What you are asked to do => From the entries below, gather each line containing the word "clippy".

Data entries:
//! Layer-change calculator.
//!
//! Every exporter derives color-change heights from [`LayerChangeCalculator`],
//! so STL notes, PrusaSlicer and Bambu Studio projects always agree.
//!
//! # Formula
//!
//! ```text
//! total  = floor((print_height - first_layer) / layer_height) + 1
//! index  = round(height_fraction * total), clamped to [1, total]
//! z      = first_layer + layer_height * (index - 1)
//! ```
//!
//! Rounding is half away from zero.

use relief_types::{LayerStack, Rgb};
use tracing::debug;

use crate::settings::PrintSettings;

/// Slack for layer counts that land a hair below an integer.
const LAYER_EPSILON: f64 = 1e-9;

/// A filament switch at an absolute print height.
#[derive(Debug, Clone, Copy, PartialEq)]
pub struct ToolChange {
    /// Print Z at which the new color starts, in millimeters.
    pub z_mm: f64,
    /// One-based print layer index.
    pub layer_index: u32,
    /// Color loaded from this layer on.
    pub color: Rgb,
    /// One-based extruder (filament slot) number.
    pub extruder: u32,
}

/// The inclusive print layers occupied by one stack entry.
#[derive(Debug, Clone, Copy, PartialEq, Eq)]
pub struct LayerRange {
    /// Filament color.
    pub color: Rgb,
    /// First layer printed in this color.
    pub start: u32,
    /// Last layer printed in this color.
    pub end: u32,
}

impl LayerRange {
    /// Number of layers in the range. Zero when a neighbour swallowed it.
    #[must_use]
    pub const fn layer_count(&self) -> u32 {
        (self.end + 1).saturating_sub(self.start)
    }
}

/// Maps stack height fractions to print layers.
///
/// # Example
///
/// ```
/// use relief_export::LayerChangeCalculator;
///
/// let calc = LayerChangeCalculator::with_layer_count(0.08, 0.16, 25);
/// assert_eq!(calc.layer_index(0.5), 13);
/// assert!((calc.z_for_layer(13) - 1.12).abs() < 1e-9);
/// ```
#[derive(Debug, Clone, Copy, PartialEq)]
pub struct LayerChangeCalculator {
    layer_height_mm: f64,
    first_layer_height_mm: f64,
    total_layers: u32,
}

impl LayerChangeCalculator {
    /// Calculator for a print of `settings.total_print_height()`.
    #[must_use]
    pub fn new(settings: &PrintSettings) -> Self {
        let total = count_layers(
            settings.total_print_height(),
            settings.layer_height_mm,
            settings.first_layer_height_mm,
        );
        Self::with_layer_count(
            settings.layer_height_mm,
            settings.first_layer_height_mm,
            total,
        )
    }

    /// Calculator with a known layer count.
    #[must_use]
    pub fn with_layer_count(layer_height_mm: f64, first_layer_height_mm: f64, total: u32) -> Self {
        Self {
            layer_height_mm,
            first_layer_height_mm,
            total_layers: total.max(1),
        }
    }

    /// Number of print layers, first layer included.
    #[must_use]
    pub const fn total_layers(&self) -> u32 {
        self.total_layers
    }

    /// Print layer at which a band ending at `fraction` of the height starts
    /// showing its color.
    #[must_use]
    #[allow(clippy::cast_possible_truncation, clippy::cast_sign_loss)]
    // The product is clamped into [0, total] before the cast
    pub fn layer_index(&self, fraction: f64) -> u32 {
        let fraction = if fraction.is_finite() {
            fraction.clamp(0.0, 1.0)
        } else {
            0.0
        };
        let index = (fraction * f64::from(self.total_layers)).round() as u32;
        index.clamp(1, self.total_layers)
    }

    /// Print Z of a one-based layer index.
    #[must_use]
    pub fn z_for_layer(&self, index: u32) -> f64 {
        self.first_layer_height_mm + self.layer_height_mm * f64::from(index.max(1) - 1)
    }

    /// One tool change per stack entry above the first, in stack order.
    #[must_use]
    pub fn tool_changes(&self, stack: &LayerStack) -> Vec<ToolChange> {
        let changes: Vec<ToolChange> = stack
            .iter()
            .enumerate()
            .skip(1)
            .map(|(i, layer)| {
                let layer_index = self.layer_index(layer.height_fraction());
                ToolChange {
                    z_mm: self.z_for_layer(layer_index),
                    layer_index,
                    color: layer.color(),
                    extruder: u32::try_from(i + 1).unwrap_or(u32::MAX),
                }
            })
            .collect();

        for change in &changes {
            debug!(
                layer = change.layer_index,
                z_mm = change.z_mm,
                color = %change.color,
                extruder = change.extruder,
                "Tool change"
            );
        }
        changes
    }

    /// Inclusive print layer range of every stack entry.
    ///
    /// Entry 0 starts at layer 1, every other entry starts at its tool
    /// change, and each range ends right before the next one starts.
    #[must_use]
    pub fn layer_ranges(&self, stack: &LayerStack) -> Vec<LayerRange> {
        let changes = self.tool_changes(stack);
        let starts: Vec<u32> = std::iter::once(1)
            .chain(changes.iter().map(|c| c.layer_index))
            .collect();

        stack
            .iter()
            .enumerate()
            .map(|(i, layer)| {
                let start = starts[i];
                let end = starts
                    .get(i + 1)
                    .map_or(self.total_layers, |next| next.saturating_sub(1));
                LayerRange {
                    color: layer.color(),
                    start,
                    end,
                }
            })
            .collect()
    }
}

/// Layers needed to reach `print_height`, first layer included.
#[allow(clippy::cast_possible_truncation, clippy::cast_sign_loss)]
// Negative and non-finite quotients are filtered before the cast
fn count_layers(print_height: f64, layer_height: f64, first_layer_height: f64) -> u32 {
    let extra = (print_height - first_layer_height) / layer_height;
    if !extra.is_finite() || extra <= 0.0 {
        return 1;
    }
    let extra = (extra + LAYER_EPSILON).floor();
    if extra >= f64::from(u32::MAX - 1) {
        u32::MAX
    } else {
        extra as u32 + 1
    }
}
//! Height fields sampled from an image.

use relief_types::{LayerStack, PixelBuffer, Rgb};
use tracing::debug;

use crate::palette::ExtendedPalette;
use crate::params::{HeightMode, HeightParams, Sampling};

/// A scalar height in millimeters over normalized image coordinates.
///
/// `u` runs left to right and `v` bottom to top, both in [0, 1].
pub trait HeightField {
    /// Height at `(u, v)` in millimeters.
    fn height(&self, u: f64, v: f64) -> f64;
}

impl<F> HeightField for F
where
    F: Fn(f64, f64) -> f64,
{
    fn height(&self, u: f64, v: f64) -> f64 {
        self(u, v)
    }
}

/// Maps image pixels to heights using a layer stack.
///
/// The mapper borrows the image and is immutable once built, so it can be
/// shared across threads.
///
/// # Example
///
/// ```
/// use relief_height::{HeightField, HeightMapper, HeightParams};
/// use relief_types::{LayerStack, PixelBuffer};
///
/// let img = PixelBuffer::filled(4, 4, [255, 255, 255, 255]);
/// let stack = LayerStack::default();
/// let mapper = HeightMapper::new(&img, &stack, HeightParams::palette_distance(3.0));
///
/// assert!((mapper.height(0.5, 0.5) - 3.0).abs() < 1e-12);
/// ```
#[derive(Debug, Clone)]
pub struct HeightMapper<'a> {
    image: &'a PixelBuffer,
    params: HeightParams,
    palette: ExtendedPalette,
}

impl<'a> HeightMapper<'a> {
    /// Create a mapper over `image` for `stack`.
    #[must_use]
    pub fn new(image: &'a PixelBuffer, stack: &LayerStack, params: HeightParams) -> Self {
        let palette = ExtendedPalette::new(stack, params.interpolation_steps);
        debug!(
            mode = ?params.mode,
            entries = palette.len(),
            max_height_mm = params.max_height_mm,
            "Created height mapper"
        );
        Self {
            image,
            params,
            palette,
        }
    }

    /// The parameters in use.
    #[must_use]
    pub const fn params(&self) -> &HeightParams {
        &self.params
    }

    /// The extended palette used in palette-distance mode.
    #[must_use]
    pub const fn palette(&self) -> &ExtendedPalette {
        &self.palette
    }

    /// Height in millimeters for a color, independent of position.
    #[must_use]
    pub fn height_for_color(&self, color: Rgb) -> f64 {
        let fraction = match self.params.mode {
            HeightMode::Luminance => color.mean_intensity(),
            HeightMode::PaletteDistance => self.palette.fraction_for(color),
        };
        self.params.quantize(fraction * self.params.max_height_mm)
    }

    /// Color of the image at `(u, v)` with the configured filter.
    #[must_use]
    pub fn sample(&self, u: f64, v: f64) -> Rgb {
        match self.params.sampling {
            Sampling::Nearest => self.image.sample_nearest(u, v),
            Sampling::Bilinear => self.image.sample_bilinear(u, v),
        }
    }
}

impl HeightField for HeightMapper<'_> {
    fn height(&self, u: f64, v: f64) -> f64 {
        self.height_for_color(self.sample(u, v))
    }
}

#[cfg(test)]
#[allow(clippy::unwrap_used, clippy::expect_used, clippy::float_cmp)]
mod tests {
    use super::*;
    use approx::assert_relative_eq;
    use relief_types::LayerSpec;

    fn two_tone() -> PixelBuffer {
        // Left half black, right half white.
        PixelBuffer::from_fn(10, 4, |x, _| if x < 5 { [0, 0, 0, 255] } else { [255; 4] })
    }

    #[test]
    fn luminance_mode_scales_mean_intensity() {
        let img = PixelBuffer::filled(2, 2, [255, 0, 0, 255]);
        let stack = LayerStack::default();
        let mapper = HeightMapper::new(&img, &stack, HeightParams::luminance(3.0));
        assert_relative_eq!(mapper.height(0.3, 0.3), 1.0, epsilon = 1e-12);
        assert_relative_eq!(mapper.height_for_color(Rgb::WHITE), 3.0);
        assert_eq!(mapper.height_for_color(Rgb::BLACK), 0.0);
    }

    #[test]
    fn palette_mode_uses_layer_fractions() {
        let img = two_tone();
        let stack = LayerStack::new(vec![
            LayerSpec::new(Rgb::BLACK, 0.25, 1.0),
            LayerSpec::new(Rgb::WHITE, 1.0, 3.0),
        ])
        .unwrap();
        let params = HeightParams::palette_distance(2.0).with_sampling(Sampling::Nearest);
        let mapper = HeightMapper::new(&img, &stack, params);
        assert_relative_eq!(mapper.height(0.0, 0.5), 0.5);
        assert_relative_eq!(mapper.height(1.0, 0.5), 2.0);
    }

    #[test]
    fn stepped_mode_snaps_to_layers() {
        let img = PixelBuffer::filled(2, 2, [128, 128, 128, 255]);
        let stack = LayerStack::default();
        let params = HeightParams::luminance(1.0).with_stepped(0.1);
        let mapper = HeightMapper::new(&img, &stack, params);
        // 128 / 255 = 0.502
        assert_relative_eq!(mapper.height(0.5, 0.5), 0.5, epsilon = 1e-12);
    }

    #[test]
    fn image_top_is_high_v() {
        let img = PixelBuffer::from_fn(3, 3, |_, y| if y == 0 { [255; 4] } else { [0, 0, 0, 255] });
        let stack = LayerStack::default();
        let params = HeightParams::luminance(1.0).with_sampling(Sampling::Nearest);
        let mapper = HeightMapper::new(&img, &stack, params);
        assert_eq!(mapper.height(0.5, 1.0), 1.0);
        assert_eq!(mapper.height(0.5, 0.0), 0.0);
    }

    #[test]
    fn closures_are_height_fields() {
        let flat = |_: f64, _: f64| 1.5;
        assert_eq!(flat.height(0.2, 0.9), 1.5);
    }
}
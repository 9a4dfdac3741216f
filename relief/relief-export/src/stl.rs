//! STL output.
//!
//! STL carries geometry only: one facet per triangle with its face normal,
//! in millimeters, without color or layer information.
//!
//! # Binary Format
//!
//! ```text
//! UINT8[80]    - Header
//! UINT32       - Number of triangles
//! foreach triangle
//!     REAL32[3] - Normal vector
//!     REAL32[3] - Vertex 1
//!     REAL32[3] - Vertex 2
//!     REAL32[3] - Vertex 3
//!     UINT16    - Attribute byte count (0)
//! end
//! ```

use std::io::Write;

use relief_types::{IndexedMesh, Point3, Vector3};
use tracing::info;

use crate::encode::{Facet, check_mesh, facets};
use crate::error::{ExportError, ExportResult};
use crate::settings::StlFormat;

/// STL binary header size in bytes.
const HEADER_SIZE: usize = 80;

/// Size of one triangle in binary STL.
const TRIANGLE_SIZE: usize = 50;

/// Solid name used by ASCII output.
const SOLID_NAME: &str = "relief";

/// Encode `mesh` as STL.
///
/// # Errors
///
/// Returns [`ExportError::InvalidMesh`] for a mesh without triangles or with
/// out-of-range indices.
///
/// # Example
///
/// ```
/// use relief_export::{StlFormat, write_stl};
/// use relief_types::{IndexedMesh, Vertex};
///
/// let mesh = IndexedMesh::from_parts(
///     vec![
///         Vertex::from_coords(0.0, 0.0, 0.0),
///         Vertex::from_coords(1.0, 0.0, 0.0),
///         Vertex::from_coords(0.0, 1.0, 0.0),
///     ],
///     vec![[0, 1, 2]],
/// );
/// let bytes = write_stl(&mesh, StlFormat::Binary).unwrap();
/// assert_eq!(bytes.len(), 84 + 50);
/// ```
pub fn write_stl(mesh: &IndexedMesh, format: StlFormat) -> ExportResult<Vec<u8>> {
    check_mesh(mesh)?;
    let mut bytes = Vec::new();
    match format {
        StlFormat::Binary => {
            bytes.reserve(HEADER_SIZE + 4 + mesh.faces.len() * TRIANGLE_SIZE);
            write_binary(mesh, &mut bytes)?;
        }
        StlFormat::Ascii => write_ascii(mesh, &mut bytes)?,
    }
    info!(
        faces = mesh.faces.len(),
        bytes = bytes.len(),
        format = ?format,
        "Encoded STL"
    );
    Ok(bytes)
}

fn write_binary<W: Write>(mesh: &IndexedMesh, mut writer: W) -> ExportResult<()> {
    let mut header = [b' '; HEADER_SIZE];
    let text = b"Binary STL generated by relief-export";
    header[..text.len()].copy_from_slice(text);
    writer.write_all(&header)?;

    let face_count = u32::try_from(mesh.faces.len())
        .map_err(|_| ExportError::invalid_mesh("too many triangles for binary STL"))?;
    writer.write_all(&face_count.to_le_bytes())?;

    for Facet { normal, vertices } in facets(mesh) {
        write_vector_binary(&mut writer, &normal)?;
        for v in &vertices {
            write_point_binary(&mut writer, v)?;
        }
        writer.write_all(&0u16.to_le_bytes())?;
    }
    Ok(())
}

#[allow(clippy::cast_possible_truncation)]
// Truncation: STL stores single precision
fn write_vector_binary<W: Write>(writer: &mut W, v: &Vector3<f64>) -> ExportResult<()> {
    writer.write_all(&(v.x as f32).to_le_bytes())?;
    writer.write_all(&(v.y as f32).to_le_bytes())?;
    writer.write_all(&(v.z as f32).to_le_bytes())?;
    Ok(())
}

fn write_point_binary<W: Write>(writer: &mut W, p: &Point3<f64>) -> ExportResult<()> {
    write_vector_binary(writer, &p.coords)
}

fn write_ascii<W: Write>(mesh: &IndexedMesh, mut writer: W) -> ExportResult<()> {
    writeln!(writer, "solid {SOLID_NAME}")?;
    for Facet { normal, vertices } in facets(mesh) {
        writeln!(
            writer,
            "  facet normal {:.6e} {:.6e} {:.6e}",
            normal.x, normal.y, normal.z
        )?;
        writeln!(writer, "    outer loop")?;
        for v in &vertices {
            writeln!(writer, "      vertex {:.6e} {:.6e} {:.6e}", v.x, v.y, v.z)?;
        }
        writeln!(writer, "    endloop")?;
        writeln!(writer, "  endfacet")?;
    }
    writeln!(writer, "endsolid {SOLID_NAME}")?;
    Ok(())
}
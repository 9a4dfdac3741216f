//! Export round trips through files on disk.
//!
//! Run with: cargo test -p relief-export --test export_roundtrip

#![allow(clippy::unwrap_used, clippy::expect_used, clippy::float_cmp)]

use std::fs::File;
use std::io::{BufRead, BufReader, Read};
use std::path::Path;

use quick_xml::Reader;
use quick_xml::events::Event;
use relief_export::{
    ExportOptions, ExportRequest, ExportTarget, LayerChangeCalculator, PrintSettings, StlFormat,
    export_bytes, export_to_path,
};
use relief_solid::{SolidBuilder, validate_solid};
use relief_types::{IndexedMesh, LayerStack, MeshTopology, PixelBuffer, Vertex};
use zip::ZipArchive;

// =============================================================================
// Readers
// =============================================================================

fn read_binary_stl(path: &Path) -> IndexedMesh {
    let mut bytes = Vec::new();
    File::open(path).unwrap().read_to_end(&mut bytes).unwrap();
    let count = u32::from_le_bytes(bytes[80..84].try_into().unwrap()) as usize;
    assert_eq!(bytes.len(), 84 + count * 50);

    let mut mesh = IndexedMesh::new();
    for face in 0..count {
        let base = 84 + face * 50 + 12;
        let mut ids = [0u32; 3];
        for (k, id) in ids.iter_mut().enumerate() {
            let at = base + k * 12;
            let coord = |o: usize| {
                f64::from(f32::from_le_bytes(bytes[at + o..at + o + 4].try_into().unwrap()))
            };
            *id = mesh.push_vertex(Vertex::from_coords(coord(0), coord(4), coord(8)));
        }
        mesh.faces.push(ids);
    }
    mesh
}

fn read_ascii_stl(path: &Path) -> IndexedMesh {
    let reader = BufReader::new(File::open(path).unwrap());
    let mut mesh = IndexedMesh::new();
    let mut corners = Vec::with_capacity(3);
    for line in reader.lines() {
        let line = line.unwrap();
        let parts: Vec<&str> = line.split_whitespace().collect();
        match parts.first().copied() {
            Some("vertex") => {
                let x: f64 = parts[1].parse().unwrap();
                let y: f64 = parts[2].parse().unwrap();
                let z: f64 = parts[3].parse().unwrap();
                corners.push(mesh.push_vertex(Vertex::from_coords(x, y, z)));
            }
            Some("endfacet") => {
                mesh.faces.push([corners[0], corners[1], corners[2]]);
                corners.clear();
            }
            _ => {}
        }
    }
    mesh
}

fn read_entry(path: &Path, name: &str) -> String {
    let mut archive = ZipArchive::new(BufReader::new(File::open(path).unwrap())).unwrap();
    let mut text = String::new();
    archive
        .by_name(name)
        .unwrap()
        .read_to_string(&mut text)
        .unwrap();
    text
}

fn attribute(e: &quick_xml::events::BytesStart<'_>, key: &[u8]) -> String {
    e.attributes()
        .flatten()
        .find(|a| a.key.local_name().as_ref() == key)
        .map(|a| String::from_utf8(a.value.into_owned()).unwrap())
        .unwrap()
}

fn parse_model(content: &str) -> IndexedMesh {
    let mut reader = Reader::from_str(content);
    reader.config_mut().trim_text(true);
    let mut mesh = IndexedMesh::new();
    loop {
        match reader.read_event().unwrap() {
            Event::Start(ref e) | Event::Empty(ref e) => match e.local_name().as_ref() {
                b"vertex" => {
                    let coord = |k: &[u8]| attribute(e, k).parse::<f64>().unwrap();
                    mesh.push_vertex(Vertex::from_coords(coord(b"x"), coord(b"y"), coord(b"z")));
                }
                b"triangle" => {
                    let index = |k: &[u8]| attribute(e, k).parse::<u32>().unwrap();
                    mesh.faces.push([index(b"v1"), index(b"v2"), index(b"v3")]);
                }
                _ => {}
            },
            Event::Eof => break,
            _ => {}
        }
    }
    mesh
}

/// The `<resources>` section, which holds all geometry.
fn geometry_section(model: &str) -> &str {
    let start = model.find("<resources>").unwrap();
    let end = model.find("</resources>").unwrap();
    &model[start..end]
}

// =============================================================================
// Fixtures
// =============================================================================

fn photo() -> PixelBuffer {
    PixelBuffer::from_fn(48, 32, |x, y| {
        let v = u8::try_from((x * 5 + y * 3) % 256).unwrap();
        [v, 255 - v, v / 2, 255]
    })
}

fn solid(base_thickness: f64) -> IndexedMesh {
    let field = |u: f64, v: f64| 0.4 + 1.6 * u * v;
    SolidBuilder::new(&field, 48, 32)
        .resolution(24)
        .max_dimension(60.0)
        .base_thickness(base_thickness)
        .build()
        .unwrap()
        .mesh
}

// =============================================================================
// Tests
// =============================================================================

#[test]
fn stl_files_round_trip() {
    let dir = tempfile::tempdir().unwrap();
    let mesh = solid(0.16);
    let stack = LayerStack::default();

    for (format, name) in [(StlFormat::Binary, "b.stl"), (StlFormat::Ascii, "a.stl")] {
        let path = dir.path().join(name);
        let request = ExportRequest::new(&mesh, &stack)
            .options(ExportOptions::default().with_stl_format(format));
        export_to_path(ExportTarget::Stl, &request, &path).unwrap();

        let loaded = match format {
            StlFormat::Binary => read_binary_stl(&path),
            StlFormat::Ascii => read_ascii_stl(&path),
        };
        assert_eq!(loaded.face_count(), mesh.face_count());
        let volume = loaded.signed_volume();
        assert!(
            (volume - mesh.signed_volume()).abs() < 1e-2 * mesh.signed_volume(),
            "{format:?}: {volume}"
        );
    }
}

#[test]
fn every_3mf_target_keeps_the_solid_intact() {
    let dir = tempfile::tempdir().unwrap();
    let mesh = solid(0.16);
    let stack = LayerStack::default();
    let image = photo();

    for target in [
        ExportTarget::Generic3mf,
        ExportTarget::Prusa3mf,
        ExportTarget::Bambu3mf,
    ] {
        let path = dir.path().join(format!("relief{}", target.file_suffix()));
        let request = ExportRequest::new(&mesh, &stack).thumbnail(&image);
        export_to_path(target, &request, &path).unwrap();
        assert_eq!(ExportTarget::from_path(&path), Some(target));

        let loaded = parse_model(&read_entry(&path, "3D/3dmodel.model"));
        assert_eq!(loaded.vertex_count(), mesh.vertex_count(), "{target}");
        assert_eq!(loaded.faces, mesh.faces, "{target}");

        let report = validate_solid(&loaded);
        assert!(report.is_printable(), "{target}: {report}");
    }
}

#[test]
fn slicer_color_changes_agree() {
    let dir = tempfile::tempdir().unwrap();
    let mesh = solid(0.16);
    let stack = LayerStack::default();
    let settings = PrintSettings::default();
    let changes = LayerChangeCalculator::new(&settings).tool_changes(&stack);

    let prusa = dir.path().join("a.prusa.3mf");
    let bambu = dir.path().join("a.bambu.3mf");
    let request = ExportRequest::new(&mesh, &stack).settings(settings);
    export_to_path(ExportTarget::Prusa3mf, &request, &prusa).unwrap();
    export_to_path(ExportTarget::Bambu3mf, &request, &bambu).unwrap();

    let prusa_xml = read_entry(&prusa, "Metadata/Prusa_Slicer_custom_gcode_per_print_z.xml");
    let bambu_xml = read_entry(&bambu, "Metadata/custom_gcode_per_layer.xml");

    let heights = |xml: &str, attr: &str| -> Vec<f64> {
        let needle = format!("{attr}=\"");
        xml.match_indices(&needle)
            .map(|(i, _)| {
                let rest = &xml[i + needle.len()..];
                rest[..rest.find('"').unwrap()].parse().unwrap()
            })
            .collect()
    };
    let prusa_z = heights(&prusa_xml, "print_z");
    let bambu_z = heights(&bambu_xml, "top_z");

    assert_eq!(prusa_z.len(), changes.len());
    assert_eq!(prusa_z, bambu_z);
    for (z, change) in prusa_z.iter().zip(&changes) {
        assert!((z - change.z_mm).abs() < 1e-4);
    }
}

#[test]
fn exports_are_deterministic() {
    let stack = LayerStack::default();
    let image = photo();

    for target in ExportTarget::ALL {
        // Fresh solids, as separate export calls would build them.
        let first_mesh = solid(0.16);
        let second_mesh = solid(0.16);

        let fixed = ExportOptions::reproducible("2024-02-19");
        let a = export_bytes(
            target,
            &ExportRequest::new(&first_mesh, &stack)
                .options(fixed.clone())
                .thumbnail(&image),
        )
        .unwrap();
        let b = export_bytes(
            target,
            &ExportRequest::new(&second_mesh, &stack)
                .options(fixed)
                .thumbnail(&image),
        )
        .unwrap();
        assert_eq!(a, b, "{target}");
    }
}

#[test]
fn geometry_is_stable_without_fixed_dates() {
    let dir = tempfile::tempdir().unwrap();
    let stack = LayerStack::default();
    let first = dir.path().join("first.3mf");
    let second = dir.path().join("second.3mf");

    let mesh = solid(0.5);
    export_to_path(ExportTarget::Generic3mf, &ExportRequest::new(&mesh, &stack), &first).unwrap();
    let mesh = solid(0.5);
    export_to_path(ExportTarget::Generic3mf, &ExportRequest::new(&mesh, &stack), &second).unwrap();

    let a = read_entry(&first, "3D/3dmodel.model");
    let b = read_entry(&second, "3D/3dmodel.model");
    assert_eq!(geometry_section(&a), geometry_section(&b));
}

#[test]
fn base_thickness_changes_wall_height() {
    let stack = LayerStack::default();
    let thin = solid(0.16);
    let thick = solid(1.0);
    let thin_stl = export_bytes(ExportTarget::Stl, &ExportRequest::new(&thin, &stack)).unwrap();
    let thick_stl = export_bytes(ExportTarget::Stl, &ExportRequest::new(&thick, &stack)).unwrap();
    assert_eq!(thin_stl.len(), thick_stl.len());
    assert_ne!(thin_stl, thick_stl);
}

The answer =>
    #[allow(clippy::cast_possible_truncation, clippy::cast_sign_loss)]
#[allow(clippy::cast_possible_truncation, clippy::cast_sign_loss)]
#[allow(clippy::unwrap_used, clippy::expect_used, clippy::float_cmp)]
#[allow(clippy::cast_possible_truncation)]
#![allow(clippy::unwrap_used, clippy::expect_used, clippy::float_cmp)]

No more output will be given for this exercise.